[Supplied records]
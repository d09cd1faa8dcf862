use crate::catalog::Catalog;
use crate::core::scoring::score_venue;
use crate::models::{MatchResult, UserPreferences};

/// Rank the whole catalog against the user's preferences
///
/// Every venue is scored; zero-score entries remain in the list and are
/// suppressed from rendering and annotation downstream, not here.
///
/// Sort order: score descending, then distance ascending (closer wins ties).
/// `Vec::sort_by` is stable, so catalog order is preserved for equal
/// (score, distance) pairs. A fresh list is produced on every invocation and
/// the catalog is never mutated.
pub fn rank(catalog: &Catalog, preferences: &UserPreferences) -> Vec<MatchResult> {
    let mut results: Vec<MatchResult> = catalog
        .venues()
        .iter()
        .map(|venue| score_venue(venue, preferences))
        .collect();

    results.sort_by(|a, b| {
        b.score
            .partial_cmp(&a.score)
            .unwrap_or(std::cmp::Ordering::Equal)
            .then_with(|| a.venue.distance.cmp(&b.venue.distance))
    });

    results
}

/// At least one entry scored above zero
///
/// The presentation layer branches on this to show an empty-state message;
/// the pipeline itself always returns the full scored list.
pub fn has_valid_results(results: &[MatchResult]) -> bool {
    results.iter().any(|r| !r.is_hard_miss())
}
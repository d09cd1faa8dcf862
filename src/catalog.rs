use crate::models::{SocketLevel, Venue, VenueAttributes, WifiLevel};
use std::collections::BTreeSet;

/// Canonical tag vocabulary offered by the search form
pub const ALL_TAGS: [&str; 9] = [
    "插座多",
    "不限時",
    "安靜",
    "Wi-Fi強",
    "有簡餐",
    "採光極佳",
    "寵物友善",
    "營業至深夜",
    "單品咖啡",
];

/// Fixed, preloaded collection of venues
///
/// Loaded once at process startup and never mutated afterwards. The catalog
/// is small enough to keep fully in memory, so there is no paging or
/// persistence protocol.
#[derive(Debug, Clone)]
pub struct Catalog {
    venues: Vec<Venue>,
}

impl Catalog {
    pub fn from_venues(venues: Vec<Venue>) -> Self {
        Self { venues }
    }

    /// The built-in venue catalog
    pub fn seed() -> Self {
        let venues = vec![
            // 工作型：插座多、安靜、不限時
            Venue {
                id: "A1".to_string(),
                name: "Homey Cafe".to_string(),
                location: "忠孝敦化".to_string(),
                address: Some("台北市大安區敦化南路一段 236 巷 36 號 2 樓".to_string()),
                distance: 300,
                tags: tag_set(&["插座多", "不限時", "Wi-Fi強", "有簡餐", "單品咖啡"]),
                attributes: VenueAttributes {
                    quietness: 4,
                    sockets: SocketLevel::Many,
                    wifi: WifiLevel::Strong,
                    time_limit: "Unlimited".to_string(),
                    food: vec!["簡餐".to_string()],
                    closing_time: "23:00".to_string(),
                },
            },
            Venue {
                id: "A5".to_string(),
                name: "All Day Roasting".to_string(),
                location: "民生社區".to_string(),
                address: Some("台北市松山區延壽街 329 號".to_string()),
                distance: 800,
                tags: tag_set(&["插座多", "Wi-Fi強", "採光極佳", "單品咖啡"]),
                attributes: VenueAttributes {
                    quietness: 5,
                    sockets: SocketLevel::Many,
                    wifi: WifiLevel::Strong,
                    time_limit: "Unlimited".to_string(),
                    food: vec!["單品咖啡".to_string()],
                    closing_time: "21:00".to_string(),
                },
            },
            // 網美型：採光極佳、有簡餐、限時
            Venue {
                id: "B1".to_string(),
                name: "Drunk Cafe 爛醉咖啡".to_string(),
                location: "國父紀念館".to_string(),
                address: Some("台北市大安區光復南路 116 巷 9 號".to_string()),
                distance: 1500,
                tags: tag_set(&["採光極佳", "有簡餐"]),
                attributes: VenueAttributes {
                    quietness: 2,
                    sockets: SocketLevel::None,
                    wifi: WifiLevel::Weak,
                    time_limit: "90min".to_string(),
                    food: vec!["簡餐".to_string()],
                    closing_time: "18:00".to_string(),
                },
            },
            // 深夜型：營業至深夜、不限時
            Venue {
                id: "C1".to_string(),
                name: "Sugar Man Cafe".to_string(),
                location: "古亭站".to_string(),
                address: Some("台北市大安區和平東路一段 87-1 號".to_string()),
                distance: 2500,
                tags: tag_set(&["營業至深夜", "不限時", "插座多", "有簡餐"]),
                attributes: VenueAttributes {
                    quietness: 4,
                    sockets: SocketLevel::Many,
                    wifi: WifiLevel::Strong,
                    time_limit: "Unlimited".to_string(),
                    food: vec!["簡餐".to_string()],
                    closing_time: "04:00".to_string(),
                },
            },
        ];

        Self { venues }
    }

    pub fn venues(&self) -> &[Venue] {
        &self.venues
    }

    pub fn get(&self, id: &str) -> Option<&Venue> {
        self.venues.iter().find(|v| v.id == id)
    }

    pub fn len(&self) -> usize {
        self.venues.len()
    }

    pub fn is_empty(&self) -> bool {
        self.venues.is_empty()
    }
}

fn tag_set(tags: &[&str]) -> BTreeSet<String> {
    tags.iter().map(|t| t.to_string()).collect()
}

#[cfg(test)]
mod tests {
    use super::*;
    use std::collections::BTreeSet;

    #[test]
    fn test_seed_ids_unique() {
        let catalog = Catalog::seed();
        let ids: BTreeSet<_> = catalog.venues().iter().map(|v| v.id.as_str()).collect();
        assert_eq!(ids.len(), catalog.len());
    }

    #[test]
    fn test_seed_tags_within_vocabulary() {
        let catalog = Catalog::seed();
        for venue in catalog.venues() {
            for tag in &venue.tags {
                assert!(
                    ALL_TAGS.contains(&tag.as_str()),
                    "unknown tag {} on venue {}",
                    tag,
                    venue.id
                );
            }
        }
    }

    #[test]
    fn test_get_by_id() {
        let catalog = Catalog::seed();
        assert_eq!(catalog.get("A1").unwrap().name, "Homey Cafe");
        assert!(catalog.get("does-not-exist").is_none());
    }
}
use crate::models::domain::{Annotation, MatchResult};
use serde::{Deserialize, Serialize};

/// Response for the search endpoint
///
/// `results` is the full scored list including hard misses; the presentation
/// layer branches on `has_valid_results` to show an empty state.
#[derive(Debug, Clone, Serialize, Deserialize)]
pub struct SearchResponse {
    pub results: Vec<MatchResult>,
    #[serde(rename = "hasValidResults")]
    pub has_valid_results: bool,
    #[serde(rename = "totalVenues")]
    pub total_venues: usize,
}

/// Response for the full rank-and-annotate pipeline
#[derive(Debug, Clone, Serialize, Deserialize)]
pub struct RecommendationsResponse {
    pub results: Vec<MatchResult>,
    #[serde(rename = "hasValidResults")]
    pub has_valid_results: bool,
    pub generation: u64,
}

/// Response for a single-card annotation
///
/// `annotation` is `null` only for a hard miss; every other path settles to a
/// well-formed value.
#[derive(Debug, Clone, Serialize, Deserialize)]
pub struct AnnotateResponse {
    #[serde(rename = "venueId")]
    pub venue_id: String,
    pub rank: usize,
    pub annotation: Option<Annotation>,
}

/// Health check response
#[derive(Debug, Clone, Serialize, Deserialize)]
pub struct HealthResponse {
    pub status: String,
    pub version: String,
    pub timestamp: chrono::DateTime<chrono::Utc>,
}

/// Error response
#[derive(Debug, Clone, Serialize, Deserialize)]
pub struct ErrorResponse {
    pub error: String,
    pub message: String,
    pub status_code: u16,
}
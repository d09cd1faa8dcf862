use crate::models::domain::UserPreferences;
use serde::{Deserialize, Serialize};
use std::collections::BTreeSet;
use validator::Validate;

/// Request to score and rank the catalog
#[derive(Debug, Clone, Serialize, Deserialize, Validate)]
pub struct SearchRequest {
    #[validate(length(min = 1))]
    #[serde(alias = "location", rename = "location")]
    pub location: String,
    #[serde(default)]
    #[serde(alias = "must_have_tags", rename = "mustHaveTags")]
    pub must_have_tags: BTreeSet<String>,
    #[serde(default)]
    #[serde(alias = "nice_to_have_tags", rename = "niceToHaveTags")]
    pub nice_to_have_tags: BTreeSet<String>,
}

impl SearchRequest {
    pub fn into_preferences(self) -> UserPreferences {
        UserPreferences {
            location: self.location,
            must_have_tags: self.must_have_tags,
            nice_to_have_tags: self.nice_to_have_tags,
        }
    }
}

/// Request to annotate a single displayed result
///
/// `rank` is the card's display position; the stagger delay for this path is
/// owned by the remote caller, so the server only echoes it back.
#[derive(Debug, Clone, Serialize, Deserialize, Validate)]
pub struct AnnotateRequest {
    #[validate(length(min = 1))]
    #[serde(alias = "venue_id", rename = "venueId")]
    pub venue_id: String,
    #[serde(default)]
    #[serde(alias = "rank", rename = "rank")]
    pub rank: usize,
    #[validate(nested)]
    #[serde(flatten)]
    pub preferences: SearchRequest,
}
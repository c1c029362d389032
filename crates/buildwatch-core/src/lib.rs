//! Live, in-place progress display for tiered recursive make build logs.

mod classifier;
mod error;
mod grammar;
mod model;
mod recent;
mod renderer;
mod session;
mod terminal;

pub use classifier::{classify, Scope};
pub use error::WatchError;
pub use grammar::SessionGrammar;
pub use model::{Advance, ConfigurePhase, Entered, PlainTier, SuccessionTier, ToolsTier};
pub use recent::{RecentLines, DEFAULT_RECENT_LINES};
pub use renderer::{Renderer, PARKING_COLUMN};
pub use session::{watch, Session, SessionOptions};
pub use terminal::{AnsiTerminal, RecordingTerminal, TermOp, Terminal};

/// Result type for buildwatch operations.
pub type Result<T> = std::result::Result<T, WatchError>;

[Task prompt] Lines after the one containing "(closer wins ties)." are not part of the task. Output the entries exactly from their first line through that one.

[The answer]
repository d09cd1faa8dcf862
use crate::catalog::Catalog;
use crate::core::scoring::score_venue;
use crate::models::{MatchResult, UserPreferences};

/// Rank the whole catalog against the user's preferences
///
/// Every venue is scored; zero-score entries remain in the list and are
/// suppressed from rendering and annotation downstream, not here.
///
/// Sort order: score descending, then distance ascending (closer wins ties).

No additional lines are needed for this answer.